Ok, just one more link.

[How Viktor Orban hollowed out Hungary’s democracy][1]

> In the place of such strife, he and his colleagues in Fidesz, the governing party, have over the past nine years sought to align the executive, legislative and judicial powers of the state. Those branches now buttress each other and Fidesz—sometimes unobtrusively, sometimes blatantly. Mr Orban refers to the result of these efforts as the “system of national co-operation”. He used to speak more openly of an “illiberal democracy”.

[1]: https://www.economist.com/briefing/2019…

khurtwilliams says...

India witnessed the 21-month-long draconian rule in 1975 and 1976 when the then prime minister Indra Gandhi unilaterally declared a state of emergency in the country and suspended the citizens' basic civil rights.

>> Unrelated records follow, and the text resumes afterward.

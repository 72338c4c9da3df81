// Copyright (c) 2026 Robert L. Snyder, Sierra Vista, AZ
// Licensed under the MIT License. See LICENSE file in the project root for details.

//! Musical value types for the show's soundtrack.
//!
//! This module provides beat units, time signatures and measures,
//! the immutable inputs to page alignment.

pub mod beat_unit;
pub mod measure;
pub mod time_signature;

pub use beat_unit::BeatUnit;
pub use measure::Measure;
pub use time_signature::TimeSignature;
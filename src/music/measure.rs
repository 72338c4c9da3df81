// Copyright (c) 2026 Robert L. Snyder, Sierra Vista, AZ
// Licensed under the MIT License. See LICENSE file in the project root for details.

//! A single bar of music with its own tempo, meter and pulse.

use serde::Serialize;

use super::{BeatUnit, TimeSignature};
use crate::error::{EngineError, Result};

/// One measure of the show's music
#[derive(Debug, Clone, PartialEq, Serialize)]
pub struct Measure {
    /// Bar number (1-based)
    number: u32,
    /// Meter of this bar
    time_signature: TimeSignature,
    /// Beats per minute, counted in `beat_unit` pulses
    tempo: f64,
    /// Note value of one tempo pulse
    beat_unit: BeatUnit,
}

impl Measure {
    /// Create a measure; tempo must be positive and finite
    pub fn new(
        number: u32,
        time_signature: TimeSignature,
        tempo: f64,
        beat_unit: BeatUnit,
    ) -> Result<Self> {
        if !tempo.is_finite() || tempo <= 0.0 {
            return Err(EngineError::validation(format!(
                "Invalid tempo {} for measure {}: must be a positive number",
                tempo, number
            )));
        }
        Ok(Self {
            number,
            time_signature,
            tempo,
            beat_unit,
        })
    }

    /// Bar number
    pub fn number(&self) -> u32 {
        self.number
    }

    /// Time signature
    pub fn time_signature(&self) -> TimeSignature {
        self.time_signature
    }

    /// Tempo in BPM
    pub fn tempo(&self) -> f64 {
        self.tempo
    }

    /// Beat unit
    pub fn beat_unit(&self) -> BeatUnit {
        self.beat_unit
    }

    /// Number of beats (counts) in this measure
    pub fn beats(&self) -> u32 {
        self.time_signature.numerator()
    }

    /// Seconds per beat at this measure's tempo
    pub fn beat_duration_seconds(&self) -> f64 {
        60.0 / self.tempo
    }

    /// Seconds for the whole measure
    pub fn duration_seconds(&self) -> f64 {
        self.beat_duration_seconds() * self.beats() as f64
    }
}
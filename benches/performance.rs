// Copyright (c) 2026 Robert L. Snyder, Sierra Vista, AZ
// Licensed under the MIT License. See LICENSE file in the project root for details.

//! Performance benchmarks for DRILLSEQ
//!
//! Run with: cargo bench
//!
//! These benchmarks measure:
//! - Page naming over long shows
//! - Change-set computation for inserts and deletes
//! - Alignment of page counts onto measures

use criterion::{black_box, criterion_group, criterion_main, BatchSize, BenchmarkId, Criterion};
use drillseq::pages::naming::assign_names;
use drillseq::{
    align_with_measures, create_pages, delete_page, diff, renumber, BeatUnit, Measure,
    NewPageArgs, Page, PageId, TimeSignature,
};

/// A show where every fourth page starts a new primary
fn build_pages(size: usize) -> Vec<Page> {
    let flags = (0..size).map(|i| i % 4 != 0);
    assign_names(flags)
        .into_iter()
        .enumerate()
        .map(|(i, name)| Page::new(PageId(i as u64 + 1), i as i64, name, 8))
        .collect()
}

/// Enough 4/4 and 3/4 measures to hold `beats` counts
fn build_measures(beats: u32) -> Vec<Measure> {
    let common = TimeSignature::COMMON;
    let waltz: TimeSignature = "3/4".parse().unwrap_or(common);
    let mut measures = Vec::new();
    let mut total = 0;
    let mut number = 1;
    while total < beats {
        let ts = if number % 3 == 0 { waltz } else { common };
        let tempo = if number % 16 < 8 { 120.0 } else { 144.0 };
        let measure = Measure::new(number, ts, tempo, BeatUnit::Quarter).unwrap();
        total += measure.beats();
        measures.push(measure);
        number += 1;
    }
    measures
}

/// Benchmark naming a run of subset flags
fn bench_naming(c: &mut Criterion) {
    let mut group = c.benchmark_group("naming");

    for size in [100, 1000, 10000].iter() {
        group.bench_with_input(BenchmarkId::new("assign_names", size), size, |b, &size| {
            b.iter(|| {
                let flags = (0..size).map(|i| i % 27 != 0);
                black_box(assign_names(flags))
            })
        });
    }

    group.finish();
}

/// Benchmark renumbering and diffing (the repair path)
fn bench_renumber(c: &mut Criterion) {
    let mut group = c.benchmark_group("renumber");

    for size in [100, 1000, 10000].iter() {
        let mut pages = build_pages(*size);
        // Scramble names so the diff has work to do
        pages.swap(0, size / 2);

        group.bench_with_input(BenchmarkId::new("renumber", size), &pages, |b, pages| {
            b.iter(|| black_box(renumber(black_box(pages))))
        });

        group.bench_with_input(BenchmarkId::new("diff", size), &pages, |b, pages| {
            let fixed = renumber(pages);
            b.iter(|| black_box(diff(black_box(pages), &fixed)))
        });
    }

    group.finish();
}

/// Benchmark change sets for inserts and deletes
fn bench_change_sets(c: &mut Criterion) {
    let mut group = c.benchmark_group("change_sets");

    for size in [100, 1000, 10000].iter() {
        let pages = build_pages(*size);
        let middle = PageId(*size as u64 / 2);

        group.bench_with_input(BenchmarkId::new("create_one", size), &pages, |b, pages| {
            let requests = [NewPageArgs::primary(8).after(middle)];
            b.iter(|| black_box(create_pages(&requests, pages)))
        });

        group.bench_with_input(BenchmarkId::new("create_batch", size), &pages, |b, pages| {
            b.iter_batched(
                || {
                    (0..32)
                        .map(|i| {
                            let target = PageId((i * 7 % pages.len()) as u64 + 1);
                            NewPageArgs::subset(4).after(target)
                        })
                        .collect::<Vec<_>>()
                },
                |requests| black_box(create_pages(&requests, pages)),
                BatchSize::SmallInput,
            )
        });

        group.bench_with_input(BenchmarkId::new("delete", size), &pages, |b, pages| {
            b.iter(|| black_box(delete_page(middle, pages)))
        });
    }

    group.finish();
}

/// Benchmark walking page counts across measures
fn bench_alignment(c: &mut Criterion) {
    let mut group = c.benchmark_group("alignment");

    for size in [100, 1000, 10000].iter() {
        let pages = build_pages(*size);
        let beats: u32 = pages.iter().map(|p| p.counts()).sum();
        let measures = build_measures(beats + 4);

        group.bench_with_input(
            BenchmarkId::new("align_with_measures", size),
            &(pages, measures),
            |b, (pages, measures)| b.iter(|| black_box(align_with_measures(pages, measures))),
        );
    }

    group.finish();
}

criterion_group!(
    benches,
    bench_naming,
    bench_renumber,
    bench_change_sets,
    bench_alignment,
);

criterion_main!(benches);
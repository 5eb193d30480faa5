use thiserror::Error;

#[derive(Error, Debug)]
pub enum Error {
    #[error("Unsupported EID scheme {0}")]
    UnsupportedScheme(u64),

    #[error("Invalid 'dtn' scheme-specific part")]
    InvalidDtnSsp,

    #[error("'ipn' EIDs must have exactly 2 components, found {0}")]
    InvalidIpnComponents(usize),

    #[error("Parse error: {0}")]
    ParseError(String),

    #[error("Failed to parse {field}: {source}")]
    InvalidField {
        field: &'static str,
        source: Box<dyn core::error::Error + Send + Sync>,
    },

    #[error(transparent)]
    InvalidCBOR(#[from] bpcore_cbor::decode::Error),
}

pub trait CaptureFieldErr<T> {
    fn map_field_err(self, field: &'static str) -> Result<T, Error>;
}

impl<T, E: Into<Box<dyn core::error::Error + Send + Sync>>> CaptureFieldErr<T>
    for core::result::Result<T, E>
{
    fn map_field_err(self, field: &'static str) -> Result<T, Error> {
        self.map_err(|e| Error::InvalidField {
            field,
            source: e.into(),
        })
    }
}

The ruling Indian National Congress had the supermajority in parliament with 73 per cent (352 out of 518) of members belonging to Gandhi's party. With the help of her party's supermajority in parliament, she took the most authoritarian decisions in the history of Indian democracy to safeguard her own political and personal interests.

https://www.dailysabah.com/op-ed/2017/0…

khurtwilliams says...

As we can see in real-time from [what is happening in Turkey][1], a parliamentary system is inclined to authoritarianism and abuse. When a political party gets a supermajority in the country's parliament, the leader of that party or the prime minister can use these extra powers to pass the laws in favour of his own political gains and in the case of Turkey, even change the system by which leaders are elected.